→ **Problem details**
Look through the data below, and copy each line that carries the word "projects".

╭──

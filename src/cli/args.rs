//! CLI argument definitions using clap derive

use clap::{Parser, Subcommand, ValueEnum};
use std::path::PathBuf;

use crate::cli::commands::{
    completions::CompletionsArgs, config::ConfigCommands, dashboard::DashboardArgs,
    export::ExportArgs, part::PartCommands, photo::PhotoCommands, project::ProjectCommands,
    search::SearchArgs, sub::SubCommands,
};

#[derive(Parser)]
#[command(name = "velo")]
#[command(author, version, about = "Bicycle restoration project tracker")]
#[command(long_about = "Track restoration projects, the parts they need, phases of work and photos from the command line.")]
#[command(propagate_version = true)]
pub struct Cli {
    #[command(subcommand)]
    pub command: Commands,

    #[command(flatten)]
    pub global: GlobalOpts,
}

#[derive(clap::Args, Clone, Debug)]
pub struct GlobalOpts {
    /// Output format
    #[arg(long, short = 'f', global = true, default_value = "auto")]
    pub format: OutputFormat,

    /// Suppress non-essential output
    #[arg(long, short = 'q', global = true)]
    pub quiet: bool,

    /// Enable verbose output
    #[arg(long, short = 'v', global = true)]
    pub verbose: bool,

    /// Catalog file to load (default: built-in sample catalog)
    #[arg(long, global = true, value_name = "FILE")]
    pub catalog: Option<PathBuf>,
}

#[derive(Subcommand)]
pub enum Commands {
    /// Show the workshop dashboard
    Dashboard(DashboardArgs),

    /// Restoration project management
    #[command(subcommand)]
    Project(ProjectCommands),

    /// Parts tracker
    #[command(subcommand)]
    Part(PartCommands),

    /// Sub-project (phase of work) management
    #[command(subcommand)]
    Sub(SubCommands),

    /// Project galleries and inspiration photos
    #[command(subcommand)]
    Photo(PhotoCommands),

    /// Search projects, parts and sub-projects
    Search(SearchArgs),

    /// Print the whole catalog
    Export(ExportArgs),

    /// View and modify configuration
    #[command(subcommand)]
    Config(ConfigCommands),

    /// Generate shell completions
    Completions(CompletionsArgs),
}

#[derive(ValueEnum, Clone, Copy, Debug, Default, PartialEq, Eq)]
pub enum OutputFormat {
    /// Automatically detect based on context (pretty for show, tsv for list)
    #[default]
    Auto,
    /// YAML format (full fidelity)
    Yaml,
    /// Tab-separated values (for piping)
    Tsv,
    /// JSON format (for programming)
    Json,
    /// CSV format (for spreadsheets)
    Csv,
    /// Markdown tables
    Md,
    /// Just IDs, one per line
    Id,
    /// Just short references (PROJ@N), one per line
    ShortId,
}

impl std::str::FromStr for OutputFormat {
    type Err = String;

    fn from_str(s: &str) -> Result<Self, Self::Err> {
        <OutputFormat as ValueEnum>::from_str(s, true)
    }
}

╰──
╭──

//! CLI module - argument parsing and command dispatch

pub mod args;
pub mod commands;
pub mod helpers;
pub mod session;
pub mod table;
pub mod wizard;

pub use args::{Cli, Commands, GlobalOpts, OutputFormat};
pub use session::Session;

╰──
╭──

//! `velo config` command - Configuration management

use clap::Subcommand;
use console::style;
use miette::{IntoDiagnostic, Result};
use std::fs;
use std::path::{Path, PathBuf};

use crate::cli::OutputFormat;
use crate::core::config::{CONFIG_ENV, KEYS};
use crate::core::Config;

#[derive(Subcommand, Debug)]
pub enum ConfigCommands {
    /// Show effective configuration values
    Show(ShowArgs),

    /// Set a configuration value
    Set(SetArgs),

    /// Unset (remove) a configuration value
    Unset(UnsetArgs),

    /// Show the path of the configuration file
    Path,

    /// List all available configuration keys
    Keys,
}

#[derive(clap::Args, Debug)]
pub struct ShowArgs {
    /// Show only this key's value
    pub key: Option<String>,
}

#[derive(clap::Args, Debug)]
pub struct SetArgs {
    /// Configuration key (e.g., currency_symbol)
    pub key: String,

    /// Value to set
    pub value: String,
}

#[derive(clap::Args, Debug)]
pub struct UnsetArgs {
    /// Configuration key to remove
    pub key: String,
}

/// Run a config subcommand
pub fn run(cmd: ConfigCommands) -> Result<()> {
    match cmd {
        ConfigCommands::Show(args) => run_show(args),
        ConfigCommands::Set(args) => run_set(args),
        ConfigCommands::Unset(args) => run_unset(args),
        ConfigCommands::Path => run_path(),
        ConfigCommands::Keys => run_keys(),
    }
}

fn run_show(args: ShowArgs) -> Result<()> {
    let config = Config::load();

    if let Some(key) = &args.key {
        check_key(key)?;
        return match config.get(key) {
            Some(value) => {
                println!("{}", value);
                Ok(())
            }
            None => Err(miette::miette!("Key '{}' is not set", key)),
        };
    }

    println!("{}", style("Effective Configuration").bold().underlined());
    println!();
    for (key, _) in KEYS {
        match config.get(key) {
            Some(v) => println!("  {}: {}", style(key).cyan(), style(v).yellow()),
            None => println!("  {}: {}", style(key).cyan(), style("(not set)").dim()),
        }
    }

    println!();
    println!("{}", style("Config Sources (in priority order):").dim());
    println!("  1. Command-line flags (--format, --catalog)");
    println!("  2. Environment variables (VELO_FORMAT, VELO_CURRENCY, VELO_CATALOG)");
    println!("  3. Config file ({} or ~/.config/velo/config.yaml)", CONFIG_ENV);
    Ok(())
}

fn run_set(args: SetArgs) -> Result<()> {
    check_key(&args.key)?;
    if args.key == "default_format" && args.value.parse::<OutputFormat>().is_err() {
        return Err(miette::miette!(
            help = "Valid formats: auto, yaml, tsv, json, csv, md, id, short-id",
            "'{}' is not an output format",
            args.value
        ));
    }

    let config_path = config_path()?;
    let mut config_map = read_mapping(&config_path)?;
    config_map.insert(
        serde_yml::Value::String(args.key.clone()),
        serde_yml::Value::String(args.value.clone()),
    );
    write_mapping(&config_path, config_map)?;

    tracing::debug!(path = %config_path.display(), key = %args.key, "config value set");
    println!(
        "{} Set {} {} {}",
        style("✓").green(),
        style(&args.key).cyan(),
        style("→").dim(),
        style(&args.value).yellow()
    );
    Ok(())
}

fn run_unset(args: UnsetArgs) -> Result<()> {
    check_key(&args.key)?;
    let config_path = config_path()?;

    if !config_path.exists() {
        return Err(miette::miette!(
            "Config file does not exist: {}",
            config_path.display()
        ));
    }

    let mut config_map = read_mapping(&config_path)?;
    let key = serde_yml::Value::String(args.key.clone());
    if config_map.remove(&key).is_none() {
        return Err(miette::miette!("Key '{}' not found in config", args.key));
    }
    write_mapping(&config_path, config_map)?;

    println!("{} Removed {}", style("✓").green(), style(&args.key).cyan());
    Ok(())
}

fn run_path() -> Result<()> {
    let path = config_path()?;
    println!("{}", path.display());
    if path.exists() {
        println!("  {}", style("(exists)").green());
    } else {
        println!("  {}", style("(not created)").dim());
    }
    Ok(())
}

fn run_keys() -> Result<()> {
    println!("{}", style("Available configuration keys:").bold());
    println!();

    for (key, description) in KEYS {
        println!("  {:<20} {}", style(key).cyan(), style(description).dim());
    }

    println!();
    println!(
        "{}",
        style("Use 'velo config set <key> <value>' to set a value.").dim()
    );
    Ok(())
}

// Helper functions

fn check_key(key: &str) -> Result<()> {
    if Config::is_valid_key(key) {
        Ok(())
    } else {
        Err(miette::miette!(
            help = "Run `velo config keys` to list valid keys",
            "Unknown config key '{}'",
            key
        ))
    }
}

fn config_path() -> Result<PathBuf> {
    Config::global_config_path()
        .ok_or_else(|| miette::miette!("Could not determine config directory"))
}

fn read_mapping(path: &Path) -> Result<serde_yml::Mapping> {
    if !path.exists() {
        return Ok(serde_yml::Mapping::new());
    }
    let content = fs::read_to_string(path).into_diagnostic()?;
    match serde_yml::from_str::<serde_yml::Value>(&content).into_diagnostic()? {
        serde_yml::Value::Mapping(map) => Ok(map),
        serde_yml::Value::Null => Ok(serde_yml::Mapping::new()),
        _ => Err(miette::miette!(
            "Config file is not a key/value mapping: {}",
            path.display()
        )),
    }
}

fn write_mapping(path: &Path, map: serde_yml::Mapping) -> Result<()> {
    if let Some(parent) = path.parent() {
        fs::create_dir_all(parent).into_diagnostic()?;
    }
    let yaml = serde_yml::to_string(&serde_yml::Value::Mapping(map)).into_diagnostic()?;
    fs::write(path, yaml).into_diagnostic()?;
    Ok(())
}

╰──

→ **Response to the exercise**
#[command(long_about = "Track restoration projects, the parts they need, phases of work and photos from the command line.")]
    /// Search projects, parts and sub-projects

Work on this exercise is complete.